Materials and methods The investigated calcium-silicate glass system 50SiO2·30CaO·10Fe2O3·10Dy2O3 (mol %) was prepared following the one step acid-catalysed sol-gel route. Tetraethyl orthosilicate 2

Si(C2H5O)4 (TEOS), calcium nitrate Ca(NO3)2·4H2O, iron nitrate Fe(NO3)3·9H2O, and dysprosium nitrate Dy(NO3)3·H2O were used as starting reagents. The sol was prepared by stirring TEOS with water and ethanol in 1:2:1 weight ratio, catalysed with HNO3 and heated to 80 ºC for about 30 min in a closed recipient to achieve the complete hydrolysis. After the gel formation, the samples were dried at 110 °C for 24 h and then heat-treated at 500 oC, 800 °C and at 1200 °C for 3 h. The aim of the thermal treatment was to facilitate the growth of magnetic iron oxides and of bioactivity enhancing wollastonite nanocrystalline phases. FTIR spectra were recorded in the range of 4000-400 cm-1 with a spectral resolution of 2 cm-1, in absorption mode, with a FT/IR-6200 Jasco Spectrometer by using the KBr pellet technique. The pellets were prepared by mixing 2 mg of powdered sample with 200 mg KBr. The EPR spectra were recorded on powdered samples with a Bruker Elexsys 580 EPR spectrometer, operating in X band. For EPR measurements, the samples were introduced in quartz tubes of 2 mm inner diameter to a height above the active height sampled by the resonator. The magnetic field was modulated at 100 KHz and the spectra were displayed as the first derivate of the absorption curve. All spectra were recorded at room temperature.

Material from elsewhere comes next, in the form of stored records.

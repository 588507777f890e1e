// SPDX-License-Identifier: GPL-3.0-only

//! Command-line interface for cc2html.
//!
//! This binary provides the `cc2html` command for converting Claude
//! conversation records from JSON to styled HTML.

use cc2html::{parser, renderer};
use lexopt::prelude::*;
use snafu::{OptionExt, ensure, prelude::*};
use std::path::{Path, PathBuf};
use walkdir::WalkDir;

/// Where to write the rendered output.
#[derive(Clone)]
enum OutputTarget {
    /// Write each file to the specified directory.
    Directory(PathBuf),
    /// Write to stdout.
    Stdout,
}

#[allow(clippy::struct_excessive_bools)]
struct Cli {
    input: Vec<PathBuf>,
    output: OutputTarget,
    concat: bool,
    standalone: bool,
    show_metadata: bool,
    show_thinking: bool,
    quiet: bool,
    dry_run: bool,
    force: bool,
}

#[derive(Debug, Snafu)]
enum Error {
    #[snafu(display("failed to parse arguments: {source}"))]
    ParseArgs { source: lexopt::Error },

    #[snafu(display("at least one input file or directory is required"))]
    NoInputFiles,

    #[snafu(display("cannot output multiple files to stdout without --concat"))]
    MultipleFilesToStdout,

    #[snafu(display("failed to create output directory: {source}"))]
    CreateOutputDir { source: std::io::Error },

    #[snafu(display("failed to read {}: {source}", path.display()))]
    ReadFile {
        path: PathBuf,
        source: std::io::Error,
    },

    #[snafu(display("failed to parse {}: {source}", path.display()))]
    ParseFile {
        path: PathBuf,
        source: parser::ParseError,
    },

    #[snafu(display("invalid input filename: no file stem"))]
    InvalidFilename,

    #[snafu(display("failed to write {}: {source}", path.display()))]
    WriteFile {
        path: PathBuf,
        source: std::io::Error,
    },
}

fn print_help() {
    println!(
        "\
{name} {version}
Convert Claude conversation records to styled HTML

Usage: {name} [OPTIONS] -o <OUTPUT> <INPUT>...

Arguments:
  <INPUT>...  Input JSON files or directories containing records

Options:
  -o, --output <OUTPUT>     Output directory (or file with --concat, or - for stdout)
      --concat              Combine all inputs into a single output
  -s, --standalone          Emit a full HTML document with embedded styles
      --css                 Print the stylesheet to stdout and exit

Section display (use --show-* or --hide-*):
      --show-metadata       Include the metadata header (default: on)
      --hide-metadata       Hide the metadata header
      --show-thinking       Include thinking blocks (default: on)
      --hide-thinking       Hide thinking blocks

Other options:
  -q, --quiet               Suppress progress messages
  -n, --dry-run             Show what would be processed without writing
  -f, --force               Overwrite existing output files
  -h, --help                Print help
  -V, --version             Print version",
        name = env!("CARGO_PKG_NAME"),
        version = env!("CARGO_PKG_VERSION"),
    );
}

fn parse_args() -> Result<Cli, lexopt::Error> {
    // Show help if no arguments provided
    if std::env::args().len() == 1 {
        print_help();
        std::process::exit(0);
    }

    let mut input = Vec::new();
    let mut output: Option<OutputTarget> = None;
    let mut concat = false;
    let mut standalone = false;
    // Defaults: metadata on, thinking on
    let mut show_metadata = true;
    let mut show_thinking = true;
    let mut quiet = false;
    let mut dry_run = false;
    let mut force = false;

    let mut parser = lexopt::Parser::from_env();
    while let Some(arg) = parser.next()? {
        match arg {
            Short('o') | Long("output") => {
                let val: PathBuf = parser.value()?.parse()?;
                output = Some(if val == Path::new("-") {
                    OutputTarget::Stdout
                } else {
                    OutputTarget::Directory(val)
                });
            }
            Long("concat") => concat = true,
            Short('s') | Long("standalone") => standalone = true,
            Long("css") => {
                print!("{}", renderer::stylesheet());
                std::process::exit(0);
            }
            // Show/hide flags - last one wins
            Long("show-metadata") => show_metadata = true,
            Long("hide-metadata") => show_metadata = false,
            Long("show-thinking") => show_thinking = true,
            Long("hide-thinking") => show_thinking = false,
            Short('q') | Long("quiet") => quiet = true,
            Short('n') | Long("dry-run") => dry_run = true,
            Short('f') | Long("force") => force = true,
            Short('h') | Long("help") => {
                print_help();
                std::process::exit(0);
            }
            Short('V') | Long("version") => {
                println!("{} {}", env!("CARGO_PKG_NAME"), env!("CARGO_PKG_VERSION"));
                std::process::exit(0);
            }
            Value(val) => input.push(val.parse()?),
            _ => return Err(arg.unexpected()),
        }
    }

    Ok(Cli {
        input,
        output: output.ok_or("missing required option: --output")?,
        concat,
        standalone,
        show_metadata,
        show_thinking,
        quiet,
        dry_run,
        force,
    })
}

fn main() -> Result<(), Error> {
    let cli = parse_args().context(ParseArgsSnafu)?;

    ensure!(!cli.input.is_empty(), NoInputFilesSnafu);

    // Collect all input files first
    let files = collect_input_files(&cli.input);

    if cli.concat {
        process_concat(&files, &cli)?;
    } else {
        match &cli.output {
            OutputTarget::Stdout => {
                // Without concat, we can only output one file to stdout
                ensure!(files.len() == 1, MultipleFilesToStdoutSnafu);
                process_to_stdout(&files[0], &cli)?;
            }
            OutputTarget::Directory(dir) => {
                if !cli.dry_run {
                    std::fs::create_dir_all(dir).context(CreateOutputDirSnafu)?;
                }
                for file in &files {
                    process_file(file, dir, &cli)?;
                }
            }
        }
    }

    Ok(())
}

/// Collects all JSON files from the given inputs (files and directories).
fn collect_input_files(inputs: &[PathBuf]) -> Vec<PathBuf> {
    let mut files = Vec::new();
    for input in inputs {
        if input.is_dir() {
            for entry in WalkDir::new(input)
                .into_iter()
                .filter_map(Result::ok)
                .filter(|e| e.path().extension().is_some_and(|ext| ext == "json"))
            {
                files.push(entry.path().to_path_buf());
            }
        } else {
            files.push(input.clone());
        }
    }
    files
}

/// Creates render options from CLI arguments.
#[allow(clippy::missing_const_for_fn)]
fn make_render_options(cli: &Cli) -> renderer::RenderOptions {
    renderer::RenderOptions {
        show_metadata: cli.show_metadata,
        show_thinking: cli.show_thinking,
    }
}

/// Reads and renders one conversation record.
fn render_one(input: &Path, cli: &Cli) -> Result<String, Error> {
    let json = std::fs::read_to_string(input).context(ReadFileSnafu { path: input })?;
    let conversation =
        parser::parse_conversation(&json).context(ParseFileSnafu { path: input })?;

    let opts = make_render_options(cli);
    Ok(if cli.standalone {
        renderer::render_page(&conversation, &opts)
    } else {
        renderer::render_conversation(&conversation, &opts)
    })
}

/// Processes a single file and outputs to stdout.
fn process_to_stdout(input: &Path, cli: &Cli) -> Result<(), Error> {
    if cli.dry_run {
        eprintln!("Would output {}", input.display());
        return Ok(());
    }

    let html = render_one(input, cli)?;
    print!("{html}");
    Ok(())
}

/// Processes multiple files and concatenates them into a single output.
fn process_concat(files: &[PathBuf], cli: &Cli) -> Result<(), Error> {
    let opts = make_render_options(cli);
    let mut fragments = String::new();

    for (i, path) in files.iter().enumerate() {
        if i > 0 {
            fragments.push_str("\n<hr>\n");
        }
        let json = std::fs::read_to_string(path).context(ReadFileSnafu { path })?;
        let conversation = parser::parse_conversation(&json).context(ParseFileSnafu { path })?;
        fragments.push_str(&renderer::render_conversation(&conversation, &opts));
    }

    let output = if cli.standalone {
        renderer::wrap_document("Claude conversations", &fragments)
    } else {
        fragments
    };

    match &cli.output {
        OutputTarget::Stdout => {
            if cli.dry_run {
                eprintln!("Would output {} files concatenated", files.len());
            } else {
                print!("{output}");
            }
        }
        OutputTarget::Directory(path) => {
            // In concat mode, treat path as a file, not directory
            if cli.dry_run {
                eprintln!(
                    "Would write {} ({} files concatenated)",
                    path.display(),
                    files.len()
                );
            } else if path.exists() && !cli.force {
                eprintln!(
                    "Skipping {} (already exists, use --force to overwrite)",
                    path.display()
                );
            } else {
                // Create parent directory if needed
                if let Some(parent) = path.parent()
                    && !parent.as_os_str().is_empty()
                {
                    std::fs::create_dir_all(parent).context(CreateOutputDirSnafu)?;
                }
                std::fs::write(path, &output).context(WriteFileSnafu { path })?;
                if !cli.quiet {
                    eprintln!("Wrote {} ({} files)", path.display(), files.len());
                }
            }
        }
    }

    Ok(())
}

/// Processes a single file and writes to the output directory.
fn process_file(input: &Path, out_dir: &Path, cli: &Cli) -> Result<(), Error> {
    let out_name = input.file_stem().context(InvalidFilenameSnafu)?;
    let out_path = out_dir.join(format!("{}.html", out_name.to_string_lossy()));

    // Handle dry-run mode
    if cli.dry_run {
        eprintln!("Would write {}", out_path.display());
        return Ok(());
    }

    // Check if output exists and handle overwrite
    if out_path.exists() && !cli.force {
        eprintln!(
            "Skipping {} (already exists, use --force to overwrite)",
            out_path.display()
        );
        return Ok(());
    }

    let html = render_one(input, cli)?;
    std::fs::write(&out_path, &html).context(WriteFileSnafu { path: &out_path })?;

    if !cli.quiet {
        eprintln!("Wrote {}", out_path.display());
    }
    Ok(())
}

Results and discussion X-ray diffraction results regarding the structure of the investigated samples [15] proved that with increasing treatment temperature in 500 oC – 1200 oC range (Fig. 1) nanocrystalline magnetite, hematite and wollastonite phases are developed that recommend this system for potential biomedical applications. The crystallite sites estimated with Scherrer equation for all crystalline phases occurred after the applied heat treatments are below 40 nm. Additionally, more detailed information on structural changes were obtained by means of FTIR and EPR analyses. 3

The structural ordering upon heat treatment depends on the peculiarities of the elements occurring in the composition of the amorphous oxide compound. The properties regarding coordination number, field strength, Pauling electronegativity and single bond strength with oxygen of the cations entering in the investigated samples are summarized in Table 1. The cationic field strength is expressed by the ratio of the cation charge to the square of the ionic radius. The cations belonging to the conventional glass former oxides are characterized by high field strengths as compared to the cations entering as modifiers. In this approach, in the investigated system CaO, Dy2O3 and Fe2O3 are expected to play the role of modifier oxides in the silicate glass network built up from tetrahedral [SiO4] structural units. On the other hand, the higher the ionic field strength, the greater the stability of glass toward crystallization [19]. For nonmetallic glasses, it was also reported that the thermal stability against crystallization decreases with the electronegativity difference [20]. Considering the lowest field strength and electronegativity of calcium ions versus that of dysprosium and iron ions, it is expected to prevail the development of calcium silicate crystalline phases in the silicate vitreous network. The structural analysis accomplished in this study by FTIR spectroscopic technique is particularly focussed on the network structure. At wavenumbers between 4000 cm-1 and 2000 cm-1 only few differences are evidenced in FTIR spectra (Fig. 2a). The signal at 2358-2343 cm-1 is not related to samples; it comes from registration and can be used even as a reference. The broad band located between 3350-3600 cm-1 is assigned to O-H stretching vibration, and decreases with treatment temperature, but is still recorded also after 1200 oC. The very weak bands recorded from 500 and 800 oC treated samples between 2800 cm-1 and 3000 cm-1 correspond to the symmetric and asymmetric stretching vibrations of CH2 and CH3 groups belonging to alkoxide and solvent residues [21].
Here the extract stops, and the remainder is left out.